Hear the word “Bugis Street” and most people would think of cheap nail salons, clothes on bargain, street food, and 2 cosy malls. Unless you’ve got a vested interest in Singapore’s history, you’d be shocked to find out how different its reputation was from the 1950s to the 1980s. Hint: it wasn’t known for clothes or food.
We did a bit of digging, and this was what we learnt about the history of Bugis Street.
Old Bugis Street was named after the Bugis community, one of the first groups of people to settle in Singapore after the British arrival in 1819. Some know them as maritime traders, while others recognise their ethnicity as synonymous with pirates of that time.
Kampong Bugis in the 1820s.
Image credit: National Museum of Singapore, National Heritage Board.
Over the next 2 decades, they established a monopoly over trade with the Malay Archipelago. This was also when the Bugis population in Singapore peaked at around 2,000. Unfortunately, their numbers slowly declined after losing their dominance in regional sea trade to the West.
Image credit: National Museum of Singapore
While Bugis Street may be filled with plenty of makan spots, shopping options, and even an e-sports hotel, things were much different pre-WW2.
According to a book titled Ah Ku and Karayuki-san: Prostitution in Singapore by James Francis Warren, Old Bugis Street was filled with Japanese brothels in 1905 – 109 to be exact. Working here were around 633 Japanese prostitutes, also known as “Karayuki-san”. However, the girls were eventually evicted due to the abolishment of Japanese licensed prostitution in 1920.
Even then, the area continued flourishing as part of “Little Japan”, a bigger area surrounded by Sophia Road, Beach Road, Rochor Road, and High Street. Although none of the Japanese stores in Old Bugis Street was able to live on, you can spot the buildings made to take their places.
Image credit: Christopher O’Grady
Whenever you walk around Bugis Junction, you’d probably have seen rustic double-storey terraces that line the interiors of the arcade that are home to retail stores. What you may not know is that these terraces were once used to house brothels.
Image credit: National Archives of Singapore
Post-WW2, the demographic that Old Bugis Street attracted was a little different.
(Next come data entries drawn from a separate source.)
/*
 * deps.rs
 * Copyright (c) 2025 Posit, PBC
 *
 * Dependency and marker command implementations
 */

//! Bundler-facing commands.
//!
//! `quarto-ejs deps` prints the dependency metadata of a template without
//! rendering it. `quarto-ejs markers` lists (and optionally strips) the
//! `referjs` / `refercss` markers in rendered output.

use std::path::Path;

use anyhow::{Context, Result};
use quarto_ejs::markers::{scan_asset_markers, strip_asset_directives};
use serde::Serialize;

use super::{GlobalArgs, Session, template_failure};

pub fn execute(global: &GlobalArgs, input: &Path) -> Result<()> {
    let session = Session::open(global, input)?;
    let artifact = session
        .compiler
        .compile_file(input, &session.options)
        .map_err(|err| template_failure(err, input))?;
    println!("{}", serde_json::to_string_pretty(&artifact.dependency_report())?);
    Ok(())
}

#[derive(Serialize)]
struct StrippedMarkers {
    text: String,
    scripts: Vec<String>,
    styles: Vec<String>,
}

pub fn markers(global: &GlobalArgs, input: &Path, strip: bool) -> Result<()> {
    let text = std::fs::read_to_string(input)
        .with_context(|| format!("Failed to read {}", input.display()))?;

    if !strip {
        println!("{}", serde_json::to_string_pretty(&scan_asset_markers(&text))?);
        return Ok(());
    }

    let delimiter = global.delimiter.unwrap_or('%');
    let (text, markers) =
        strip_asset_directives(&text, delimiter).map_err(|err| template_failure(err, input))?;
    let result = StrippedMarkers {
        text,
        scripts: markers.scripts,
        styles: markers.styles,
    };
    println!("{}", serde_json::to_string_pretty(&result)?);
    Ok(())
}
/*
 * component.rs
 * Copyright (c) 2025 Posit, PBC
 */

//! Components: named, self-contained template packages.
//!
//! A component owns a directory of resources and a main template. Templates
//! include components with `includeModule`; asset references inside a
//! component's templates resolve against the component rather than the file.

use std::collections::HashMap;
use std::fmt;
use std::path::{Path, PathBuf};
use std::sync::Arc;

use crate::error::{TemplateError, TemplateResult};
use crate::loader::{is_online_reference, normalize_path};

/// A named template package.
pub trait Component: Send + Sync + fmt::Debug {
    fn name(&self) -> &str;

    /// Path of a resource referenced from the component's templates.
    fn resolve_resource_path(&self, resource: &str) -> PathBuf;

    /// Path of the template rendered by `includeModule`.
    fn main_template_path(&self) -> PathBuf;

    /// Parameter expression applied beneath the explicit include params.
    fn default_params(&self) -> Option<String>;
}

/// Lookup of components by name.
pub trait ComponentLookup: Send + Sync {
    /// Find a component, failing with [`TemplateError::UnresolvedComponent`].
    fn lookup(&self, name: &str) -> TemplateResult<Arc<dyn Component>>;
}

/// Component rooted at a directory.
#[derive(Debug, Clone, PartialEq, Eq)]
pub struct DirectoryComponent {
    name: String,
    root: PathBuf,
    main: PathBuf,
    defaults: Option<String>,
}

impl DirectoryComponent {
    /// Main template defaults to `index.ejs` inside `root`.
    pub fn new(name: impl Into<String>, root: impl Into<PathBuf>) -> Self {
        Self {
            name: name.into(),
            root: root.into(),
            main: PathBuf::from("index.ejs"),
            defaults: None,
        }
    }

    pub fn with_main(mut self, main: impl Into<PathBuf>) -> Self {
        self.main = main.into();
        self
    }

    pub fn with_defaults(mut self, defaults: impl Into<String>) -> Self {
        self.defaults = Some(defaults.into());
        self
    }

    pub fn root(&self) -> &Path {
        &self.root
    }
}

impl Component for DirectoryComponent {
    fn name(&self) -> &str {
        &self.name
    }

    fn resolve_resource_path(&self, resource: &str) -> PathBuf {
        if is_online_reference(resource) {
            return PathBuf::from(resource);
        }
        normalize_path(&self.root.join(resource))
    }

    fn main_template_path(&self) -> PathBuf {
        normalize_path(&self.root.join(&self.main))
    }

    fn default_params(&self) -> Option<String> {
        self.defaults.clone()
    }
}

/// Name-indexed set of components.
#[derive(Debug, Clone, Default)]
pub struct ComponentRegistry {
    components: HashMap<String, Arc<dyn Component>>,
}

impl ComponentRegistry {
    pub fn new() -> Self {
        Self::default()
    }

    /// Register a component under its own name, replacing any previous one.
    pub fn register(&mut self, component: impl Component + 'static) -> &mut Self {
        self.components
            .insert(component.name().to_string(), Arc::new(component));
        self
    }

    pub fn len(&self) -> usize {
        self.components.len()
    }

    pub fn is_empty(&self) -> bool {
        self.components.is_empty()
    }
}

impl ComponentLookup for ComponentRegistry {
    fn lookup(&self, name: &str) -> TemplateResult<Arc<dyn Component>> {
        self.components
            .get(name)
            .cloned()
            .ok_or_else(|| TemplateError::UnresolvedComponent {
                name: name.to_string(),
            })
    }
}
It was a haven for sailors, soldiers, and tourists from all around the world, who wanted to catch a sneak peek of the drag shows that were happening there.
Image adapted from: penguin11 via Flickr
We can’t justify how true it is but according to online sources, one of the most notable events that took place here was the infamous “Dance of the Flaming Arseholes”. Happy and mostly drunk, these military men would climb atop the flat roof of a public toilet, kiap a rolled-up newspaper between their buttcheeks, light it up in flames, and parade the stage.
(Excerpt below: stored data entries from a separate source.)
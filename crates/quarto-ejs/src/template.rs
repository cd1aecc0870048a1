/*
 * template.rs
 * Copyright (c) 2025 Posit, PBC
 */

//! Per-compile template state.
//!
//! A [`Template`] is created for every compile request, including once per
//! nested include. Its pass normalizes whitespace, collects image
//! dependencies, then walks the segments: directives are rewritten here,
//! everything else goes through the [`ModeMachine`].

use std::path::{Path, PathBuf};
use std::sync::{Arc, LazyLock};

use regex::Regex;

use crate::collector::{AssetDependencies, AssetKind, DependencyCollector};
use crate::component::{Component, ComponentLookup};
use crate::directive::Directive;
use crate::error::{TemplateError, TemplateResult};
use crate::loader::{TemplateLoader, normalize_path};
use crate::mode::ModeMachine;
use crate::options::CompileOptions;
use crate::program::{Instruction, Program, ScopeEntry, SourceOrigin};
use crate::tokenizer::{Segment, TagKind, Tokenizer};

static LINE_EDGE_WHITESPACE: LazyLock<Regex> =
    LazyLock::new(|| Regex::new(r"(?m)^\s+|\s+$").expect("valid regex"));

/// Services a compile pass reads through.
#[derive(Clone, Copy)]
pub(crate) struct Collaborators<'c> {
    pub loader: &'c dyn TemplateLoader,
    pub components: &'c dyn ComponentLookup,
}

/// Output of a compile pass.
#[derive(Debug)]
pub(crate) struct CompiledTemplate {
    pub program: Program,
    /// The normalized text the program was generated from.
    pub text: Arc<str>,
    /// Resolved include and resource paths, in directive order.
    pub dependencies: Vec<PathBuf>,
    pub assets: AssetDependencies,
}

pub(crate) struct Template<'c> {
    text: Arc<str>,
    options: CompileOptions,
    collaborators: Collaborators<'c>,
    /// Owning component of the template, if compiled through one.
    component: Option<Arc<dyn Component>>,
    /// Paths of the templates currently being compiled, outermost first.
    include_chain: Vec<PathBuf>,
    /// Prebuild passes drop directives instead of expanding them.
    expand_directives: bool,
}

/// Mutable state of one pass.
struct Pass {
    program: Program,
    machine: ModeMachine,
    collector: DependencyCollector,
    dependencies: Vec<PathBuf>,
}

impl<'c> Template<'c> {
    pub fn new(text: &str, options: CompileOptions, collaborators: Collaborators<'c>) -> Self {
        let text = normalize_whitespace(text, &options);
        let include_chain = options
            .source_path
            .as_deref()
            .map(normalize_path)
            .into_iter()
            .collect();
        Self {
            text: Arc::from(text),
            options,
            collaborators,
            component: None,
            include_chain,
            expand_directives: true,
        }
    }

    pub fn with_component(mut self, component: Option<Arc<dyn Component>>) -> Self {
        self.component = component;
        self
    }

    /// Continue an include chain. The template's own path is appended.
    fn with_parent_chain(mut self, parent: &[PathBuf]) -> Self {
        let own = std::mem::take(&mut self.include_chain);
        self.include_chain = parent.iter().cloned().chain(own).collect();
        self
    }

    pub fn without_directives(mut self) -> Self {
        self.expand_directives = false;
        self
    }

    /// Run the pass and produce the program and dependency lists.
    pub fn compile(self) -> TemplateResult<CompiledTemplate> {
        let tokenizer = Tokenizer::new(self.options.delimiter)?;
        let text: &str = &self.text;

        let mut pass = Pass {
            program: Program::new(),
            machine: ModeMachine::new(&self.options),
            collector: DependencyCollector::new(
                self.component.clone(),
                self.options.source_path.as_deref(),
            ),
            dependencies: Vec::new(),
        };
        if self.expand_directives {
            pass.collector.scan_images(text);
        }

        let segments: Vec<Segment<'_>> = tokenizer.tokenize(text).collect();
        tracing::trace!(
            segments = segments.len(),
            path = ?self.options.source_path,
            "Tokenized template"
        );

        for (index, segment) in segments.iter().enumerate() {
            if let Some(tag) = segment.tag {
                let closed = segments
                    .get(index + 2)
                    .and_then(|s| s.tag)
                    .is_some_and(TagKind::is_closer);
                if tag.is_opener() && !closed {
                    return Err(TemplateError::MalformedTag {
                        tag: segment.text.to_string(),
                        line: line_at(text, segment.offset),
                        offset: segment.offset,
                        path: self.options.source_path.clone(),
                        source_text: Arc::clone(&self.text),
                    });
                }
            }

            let opened_by = index
                .checked_sub(1)
                .and_then(|previous| segments[previous].tag);
            let directive = match opened_by {
                Some(tag) if segment.is_literal() && tag.accepts_directive() => {
                    Directive::parse(segment.text)
                }
                _ => None,
            };

            match directive {
                Some(directive) => {
                    self.apply(directive, &mut pass)?;
                    pass.machine
                        .advance_lines(segment.newline_count(), &mut pass.program);
                }
                None => pass.machine.scan(segment, &mut pass.program),
            }
        }

        Ok(CompiledTemplate {
            program: pass.program,
            text: Arc::clone(&self.text),
            dependencies: pass.dependencies,
            assets: pass.collector.finish(),
        })
    }

    fn apply(&self, directive: Directive, pass: &mut Pass) -> TemplateResult<()> {
        if !self.expand_directives {
            tracing::debug!(directive = directive.keyword(), "Dropping directive");
            return Ok(());
        }

        match directive {
            Directive::FileInclude { path, params } => self.include_file(&path, params, pass),
            Directive::ComponentInclude { name, params } => {
                self.include_component(&name, params, pass)
            }
            Directive::ScriptRef(reference) => {
                self.reference_asset(AssetKind::Script, &reference, pass);
                Ok(())
            }
            Directive::StyleRef(reference) => {
                self.reference_asset(AssetKind::Style, &reference, pass);
                Ok(())
            }
            Directive::BeginExtract { params } => {
                pass.program.push(Instruction::BeginCapture { params });
                Ok(())
            }
            Directive::EndExtract => {
                pass.program.push(Instruction::EndCapture);
                Ok(())
            }
        }
    }

    /// `include path [params]`
    fn include_file(
        &self,
        reference: &str,
        params: Option<String>,
        pass: &mut Pass,
    ) -> TemplateResult<()> {
        let Some(current) = self.options.source_path.as_deref() else {
            return Err(TemplateError::MissingFilename {
                operation: "include",
            });
        };
        let resolved = self
            .collaborators
            .loader
            .resolve_include_path(reference, current);
        tracing::debug!(
            reference,
            resolved = %resolved.display(),
            "Resolved include"
        );

        let nested = self.compile_nested(&resolved, None)?;

        let isolated = params.is_some();
        self.splice(
            nested,
            ScopeEntry {
                params: params.into_iter().collect(),
                isolated,
                origin: None,
            },
            &resolved,
            pass,
        );
        pass.dependencies.push(resolved);
        Ok(())
    }

    /// `includeModule name [params]`
    fn include_component(
        &self,
        name: &str,
        params: Option<String>,
        pass: &mut Pass,
    ) -> TemplateResult<()> {
        let component = match self.collaborators.components.lookup(name) {
            Ok(component) => component,
            Err(err) if err.is_recoverable() => {
                tracing::warn!(component = name, "{err}; skipping includeModule");
                return Ok(());
            }
            Err(err) => return Err(err),
        };

        let main = component.main_template_path();
        tracing::debug!(
            component = name,
            main = %main.display(),
            "Including component"
        );
        let nested = self.compile_nested(&main, Some(Arc::clone(&component)))?;

        let isolated = params.is_some();
        let scope_params = component
            .default_params()
            .into_iter()
            .chain(params)
            .collect();

        pass.program.push(Instruction::Append(format!(
            "\r\n <!--module begin:{}-->",
            component.name()
        )));
        self.splice(
            nested,
            ScopeEntry {
                params: scope_params,
                isolated,
                origin: None,
            },
            &main,
            pass,
        );
        pass.program.push(Instruction::Append(format!(
            "\r\n <!--module end:{}-->",
            component.name()
        )));
        pass.dependencies.push(main);
        Ok(())
    }

    fn compile_nested(
        &self,
        path: &Path,
        component: Option<Arc<dyn Component>>,
    ) -> TemplateResult<CompiledTemplate> {
        if self.include_chain.iter().any(|active| active == path) {
            let mut chain = self.include_chain.clone();
            chain.push(path.to_path_buf());
            return Err(TemplateError::CyclicInclude {
                path: path.to_path_buf(),
                chain,
            });
        }

        let text = self
            .collaborators
            .loader
            .read_template_source(path)
            .map_err(|source| TemplateError::IncludeRead {
                path: path.to_path_buf(),
                source,
            })?;

        // File includes inherit the owning component
        let component = component.or_else(|| self.component.clone());
        let mut nested = Template::new(
            &text,
            self.options.for_include(path.to_path_buf()),
            self.collaborators,
        )
        .with_component(component)
        .with_parent_chain(&self.include_chain);
        nested.expand_directives = self.expand_directives;
        nested.compile()
    }

    /// Append a nested template's program inside a scope, and merge its
    /// dependencies.
    fn splice(
        &self,
        nested: CompiledTemplate,
        mut entry: ScopeEntry,
        path: &Path,
        pass: &mut Pass,
    ) {
        entry.origin = Some(Arc::new(SourceOrigin {
            filename: path.display().to_string(),
            text: nested.text,
        }));
        pass.program.push(Instruction::EnterScope(entry));
        pass.program.extend(nested.program);
        pass.program.push(Instruction::ExitScope);
        pass.collector.merge(nested.assets);
        pass.dependencies.extend(nested.dependencies);
    }

    /// `includeJs ref` / `includeCss ref`
    fn reference_asset(&self, kind: AssetKind, reference: &str, pass: &mut Pass) {
        let resource_path = pass.collector.reference(kind, reference);
        let marker = format!(
            "{open} {keyword} {path}{close}",
            open = TagKind::Open.text('%'),
            keyword = kind.marker(),
            path = resource_path.display(),
            close = TagKind::Close.text('%'),
        );
        pass.program.push(Instruction::Append(marker));
        pass.dependencies.push(resource_path);
    }
}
All things frisky went down in here and along with it emerged a near-HIV epidemic. This led to the demolition of Old Bugis Street in 1985 to contain the spread of the disease. Initially, there was resistance from the public, but this was greatly eased with promises of a new MRT station and a new mall.
Old Bugis Street (left) and New Bugis Street (right).
Image adapted from: National Museum of Singapore
The station was built first, followed by Bugis Junction’s grand opening a decade later in 1995. It was a mixed-use development comprising a mall, office tower, and the Intercontinental Hotel – built right atop the Old Bugis, Malay, Hylam, and Malabar streets.
This rebranding forced former shopkeepers and “flesh businesses” to relocate elsewhere, marking an end of an era for Old Bugis Street.
The colourful culture of Old Bugis Street, though unable to survive the times, will forever hold its place as evidence of a transformative period for our Lion City.
If you look closely, you’ll still be able to catch glimpses of the past, with street vendors and occasional night bazaars. Coupled with the convenience of an MRT and huge shopping malls, we dare say that the Bugis we know now strikes a fine balance between preserving nostalgia and planning for the future.
For those who are interested in learning more about the history of Bugis Street, check out existing literary works such as Bugis Street Blues: A Sentimental Guide to Singapore by Barrington Kaye (1955) and Bugis Street: The Novel by Koh Buck Song and Tan Hwee Hua (1994). There’s even a 1995 Hong Kong-Singapore production called Bugis Street, directed by Yonfan.